Con lo cual, el clima de malestar siguió alimentándose y se expresó en una nueva manifestación masiva. La respuesta oficial fue, de nuevo, improvisada: una confusa mezcolanza de acusaciones de “aprovechamiento espurio de demandas legítimas” con fines “destituyentes”, intentos de arrogarse la “auténtica defensa de la educación pública” y de su “función igualadora” y acusaciones más o menos difusas sobre fraudes, usos partidistas del presupuesto público y cosas por el estilo, ninguna de las cuales alguien del oficialismo se ocupó de fundamentar y documentar para convertirlas en un argumento más o menos sólido.
Demasiada improvisación como para sorprenderse de que, en este tema, una amplia mayoría de la opinión pública acompañe la postura de los opositores y declare no comprender lo que el gobierno pretende, más allá de que se entienda o se pueda justificar la necesidad de recortar gastos.
Que el daño es en gran medida autoinfligido y de naturaleza comunicacional queda más a la vista cuando se enmarca en lo que ha venido sucediendo con la comunicación oficial. Al menos en los últimos dos meses, en que el presidente no para de meter la pata: lo que antes le salía mejor, el espectáculo, parece estar escapándosele de las manos, con pifies de amateur que se repiten.
Un culto del discurso antipolítico
La serie de torpezas comunicacionales que le significaron costos políticos importantes puede que se haya iniciado con el asado en Olivos con el que Milei homenajeó a los “héroes” que blindaron su veto a la ley de movilidad jubilatoria. Estaba en todo su derecho de festejar: había logrado proveerse de un recurso institucional vital y hasta allí esquivo o incierto, contar con un bloque legislativo que le asegurara aval para sus vetos y decretos y protección frente a eventuales intentos de destitución. Despejaba así las dudas que más inquietan a los operadores económicos y a la propia opinión pública: si la situación empeora, ¿podrá sostenerse en el cargo?, y si no logra que el Congreso le vote sus proyectos de ley, ¿podrá gobernar por decreto y vetando leyes contrarias a su programa? Difícil imaginar que, sin ese logro, se hubieran producido las bajas del riesgo país, de los dólares libres y de la inflación, o las alzas de acciones y bonos, que se observaron en el último mes y medio.

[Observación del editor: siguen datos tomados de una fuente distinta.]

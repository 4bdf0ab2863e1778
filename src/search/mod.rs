//! Search Tool Adapter.
//!
//! A [`SearchTool`] takes a query string and returns ranked text snippets
//! with source identifiers. Provider errors never escape as `Err`: every
//! adapter folds them into [`ToolResult::Failure`] with a normalized
//! [`SearchFailure`], so strategies handle a single failure case and show
//! it to the model as an observation.

#[cfg(feature = "tavily")]
pub mod tavily;

use std::sync::Arc;

use async_trait::async_trait;
use serde::{Deserialize, Serialize};
use unicode_segmentation::UnicodeSegmentation;

use crate::agent::config::AgentConfig;
use crate::error::{AgentError, SearchFailure};

#[cfg(feature = "tavily")]
pub use tavily::TavilySearch;

/// Name under which the search tool is exposed to the model.
pub const SEARCH_TOOL_NAME: &str = "search";

/// Suffix appended to truncated snippet text.
const ELLIPSIS: &str = "...";

/// One ranked search hit.
#[derive(Debug, Clone, PartialEq, Eq, Serialize, Deserialize)]
pub struct Snippet {
    /// Snippet text.
    pub text: String,
    /// Source identifier (usually a URL).
    pub source: String,
}

impl Snippet {
    /// Creates a snippet.
    #[must_use]
    pub fn new(text: impl Into<String>, source: impl Into<String>) -> Self {
        Self {
            text: text.into(),
            source: source.into(),
        }
    }
}

/// Outcome of one search call.
#[derive(Debug, Clone, PartialEq, Eq, Serialize, Deserialize)]
#[serde(tag = "status", content = "value", rename_all = "snake_case")]
pub enum ToolResult {
    /// Snippets in rank order, best first.
    Success(Vec<Snippet>),
    /// Normalized provider failure.
    Failure(SearchFailure),
}

impl ToolResult {
    /// Returns `true` for [`ToolResult::Failure`].
    #[must_use]
    pub const fn is_failure(&self) -> bool {
        matches!(self, Self::Failure(_))
    }
}

/// External search capability.
///
/// Implementations make exactly one outbound request per call, never retry,
/// and are safe to share across concurrent invocations.
#[async_trait]
pub trait SearchTool: Send + Sync {
    /// Provider name (e.g., `"tavily"`).
    fn name(&self) -> &'static str;

    /// Runs `query` against the provider.
    ///
    /// An empty (after trimming) query yields
    /// `ToolResult::Failure(SearchFailure::EmptyQuery)` without any request.
    async fn search(&self, query: &str) -> ToolResult;
}

/// Creates a [`SearchTool`] from the configured search provider.
///
/// # Errors
///
/// Returns [`AgentError::ApiKeyMissing`] when the provider needs a key that
/// is not configured, [`AgentError::UnsupportedSearchProvider`] for unknown
/// names, and [`AgentError::HttpClient`] if the HTTP client cannot be built.
pub fn create_search_tool(config: &AgentConfig) -> Result<Arc<dyn SearchTool>, AgentError> {
    match config.search_provider.as_str() {
        #[cfg(feature = "tavily")]
        "tavily" => {
            let api_key = config
                .search_api_key
                .clone()
                .ok_or_else(|| AgentError::ApiKeyMissing {
                    provider: "tavily".to_string(),
                })?;
            let tool = TavilySearch::new(api_key, config.search_max_results, config.timeout)?;
            Ok(Arc::new(tool))
        }
        other => Err(AgentError::UnsupportedSearchProvider {
            name: other.to_string(),
        }),
    }
}

/// Truncates `text` to at most `max_chars` grapheme clusters.
///
/// Truncated text ends with `...` (counted within the limit when possible).
#[must_use]
pub fn truncate_graphemes(text: &str, max_chars: usize) -> String {
    let total = text.graphemes(true).count();
    if total <= max_chars {
        return text.to_string();
    }
    let keep = max_chars.saturating_sub(ELLIPSIS.len());
    let mut out: String = text.graphemes(true).take(keep).collect();
    out.push_str(ELLIPSIS);
    out
}

/// Bounds a ranked snippet list: keeps the first `max_snippets` and
/// truncates each snippet's text to `max_chars` graphemes.
#[must_use]
pub fn bound_snippets(snippets: &[Snippet], max_snippets: usize, max_chars: usize) -> Vec<Snippet> {
    snippets
        .iter()
        .take(max_snippets)
        .map(|s| Snippet {
            text: truncate_graphemes(&s.text, max_chars),
            source: s.source.clone(),
        })
        .collect()
}
//! Scripted backends shared by the integration tests.

#![allow(dead_code, clippy::unwrap_used)]

use std::collections::VecDeque;
use std::sync::atomic::{AtomicUsize, Ordering};
use std::sync::{Arc, Mutex};

use async_trait::async_trait;
use search_agent::agent::{
    ChatRequest, ChatResponse, GenerationSettings, LlmProvider, PromptSet, StopReason,
    StrategyRouter, TokenUsage,
};
use search_agent::error::{GenerationError, SearchFailure};
use search_agent::search::{SearchTool, Snippet, ToolResult};

/// Model that replays canned replies, repeating the last one forever.
pub struct ScriptedProvider {
    replies: Mutex<VecDeque<Result<ChatResponse, GenerationError>>>,
    last: Mutex<Option<Result<ChatResponse, GenerationError>>>,
    requests: Mutex<Vec<ChatRequest>>,
    calls: AtomicUsize,
}

impl ScriptedProvider {
    pub fn new<I, S>(replies: I) -> Self
    where
        I: IntoIterator<Item = S>,
        S: Into<String>,
    {
        Self::with_results(replies.into_iter().map(|r| Ok(r.into())))
    }

    pub fn with_results(replies: impl IntoIterator<Item = Result<String, GenerationError>>) -> Self {
        Self::with_responses(
            replies
                .into_iter()
                .map(|r| r.map(|content| response(&content, StopReason::Stop))),
        )
    }

    pub fn with_responses(
        replies: impl IntoIterator<Item = Result<ChatResponse, GenerationError>>,
    ) -> Self {
        Self {
            replies: Mutex::new(replies.into_iter().collect()),
            last: Mutex::new(None),
            requests: Mutex::new(Vec::new()),
            calls: AtomicUsize::new(0),
        }
    }

    pub fn calls(&self) -> usize {
        self.calls.load(Ordering::SeqCst)
    }

    pub fn requests(&self) -> Vec<ChatRequest> {
        self.requests.lock().unwrap().clone()
    }
}

#[async_trait]
impl LlmProvider for ScriptedProvider {
    fn name(&self) -> &'static str {
        "scripted"
    }

    async fn complete(&self, request: &ChatRequest) -> Result<ChatResponse, GenerationError> {
        self.calls.fetch_add(1, Ordering::SeqCst);
        self.requests.lock().unwrap().push(request.clone());

        let next = self.replies.lock().unwrap().pop_front();
        match next {
            Some(reply) => {
                *self.last.lock().unwrap() = Some(reply.clone());
                reply
            }
            None => self
                .last
                .lock()
                .unwrap()
                .clone()
                .unwrap_or_else(|| Ok(response("", StopReason::Stop))),
        }
    }
}

/// A reply with the given finish reason.
pub fn response(content: &str, stop_reason: StopReason) -> ChatResponse {
    ChatResponse {
        content: content.to_string(),
        usage: TokenUsage::default(),
        stop_reason,
    }
}

/// Search tool that replays canned results, repeating the last one.
pub struct ScriptedSearch {
    results: Mutex<VecDeque<ToolResult>>,
    last: Mutex<Option<ToolResult>>,
    queries: Mutex<Vec<String>>,
}

impl ScriptedSearch {
    pub fn new(results: impl IntoIterator<Item = ToolResult>) -> Self {
        Self {
            results: Mutex::new(results.into_iter().collect()),
            last: Mutex::new(None),
            queries: Mutex::new(Vec::new()),
        }
    }

    /// Always returns the same snippets.
    pub fn always(snippets: Vec<Snippet>) -> Self {
        Self::new([ToolResult::Success(snippets)])
    }

    /// Always fails with a provider error.
    pub fn failing() -> Self {
        Self::new([ToolResult::Failure(SearchFailure::Provider {
            status: Some(503),
            message: "service unavailable".to_string(),
        })])
    }

    pub fn calls(&self) -> usize {
        self.queries.lock().unwrap().len()
    }

    pub fn queries(&self) -> Vec<String> {
        self.queries.lock().unwrap().clone()
    }
}

#[async_trait]
impl SearchTool for ScriptedSearch {
    fn name(&self) -> &'static str {
        "scripted"
    }

    async fn search(&self, query: &str) -> ToolResult {
        self.queries.lock().unwrap().push(query.to_string());
        let next = self.results.lock().unwrap().pop_front();
        match next {
            Some(result) => {
                *self.last.lock().unwrap() = Some(result.clone());
                result
            }
            None => self
                .last
                .lock()
                .unwrap()
                .clone()
                .unwrap_or(ToolResult::Success(Vec::new())),
        }
    }
}

/// Search tool that never returns.
pub struct PendingSearch;

#[async_trait]
impl SearchTool for PendingSearch {
    fn name(&self) -> &'static str {
        "pending"
    }

    async fn search(&self, _query: &str) -> ToolResult {
        std::future::pending().await
    }
}

pub fn snippet(text: &str) -> Snippet {
    Snippet::new(text, "https://example.com")
}

pub fn router(provider: Arc<ScriptedProvider>, tool: Arc<dyn SearchTool>) -> StrategyRouter {
    StrategyRouter::new(
        provider,
        tool,
        PromptSet::defaults(),
        GenerationSettings::new("test-model"),
    )
}
//! Pluggable LLM provider trait.
//!
//! Implementations translate provider-agnostic [`ChatRequest`]/[`ChatResponse`]
//! into provider-specific SDK calls. This keeps the reasoning loop decoupled
//! from any particular LLM vendor.

use async_trait::async_trait;

use super::message::{ChatRequest, ChatResponse};
use crate::error::GenerationError;

/// Trait for LLM provider backends.
///
/// Implementations are stateless per call: every request carries its full
/// context, so one provider may be shared across concurrent invocations.
/// Timeouts are owned by the implementation, not by callers.
#[async_trait]
pub trait LlmProvider: Send + Sync {
    /// Provider name (e.g., `"openai"`, `"huggingface"`).
    fn name(&self) -> &'static str;

    /// Executes a chat completion request.
    ///
    /// # Errors
    ///
    /// Returns [`GenerationError`] on backend failures, timeouts, context
    /// overflow or content-filter rejection. Overflow is never handled by
    /// truncating the prompt.
    async fn complete(&self, request: &ChatRequest) -> Result<ChatResponse, GenerationError>;
}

Pero el oficialismo, que ha hecho un culto del discurso antipolítico, no podía sorprenderse ni estimar inmerecido si ese festejo se usaba en su contra cuando echara mano a un rito de casta, como es típicamente el “asado de confraternidad entre el jefe y su tropa”. Y encima lo hiciera aprovechándose de un espacio institucional ya bastante contaminado por fiestas inoportunas, para celebrar a su propia facción, el tipo de cosas por las que él mismo se ha cansado de condenar en sus adversarios.
Y lo peor es que la cosa no quedó ahí: los pifies comunicacionales siguieron condimentando negativamente el ciclo virtuoso que se estaba iniciando en materia de gobernabilidad económica y control institucional. También tuvo un efecto decepcionante, incluso para sus votantes más fieles, la pseudoasamblea legislativa que se utilizó para presentar el presupuesto, y que se pareció demasiado a los actos militantes que Cristina organizaba cada dos por tres en el Patio de las Palmeras de la Casa de Gobierno. Encima esta vez transmitido por una insólita y contraproducente cadena nacional, un recurso antinatural para un líder que nunca usa los medios públicos, bien por él, ni siquiera mucho los medios privados, y hasta ahí le había ido muy bien con esas prescindencias.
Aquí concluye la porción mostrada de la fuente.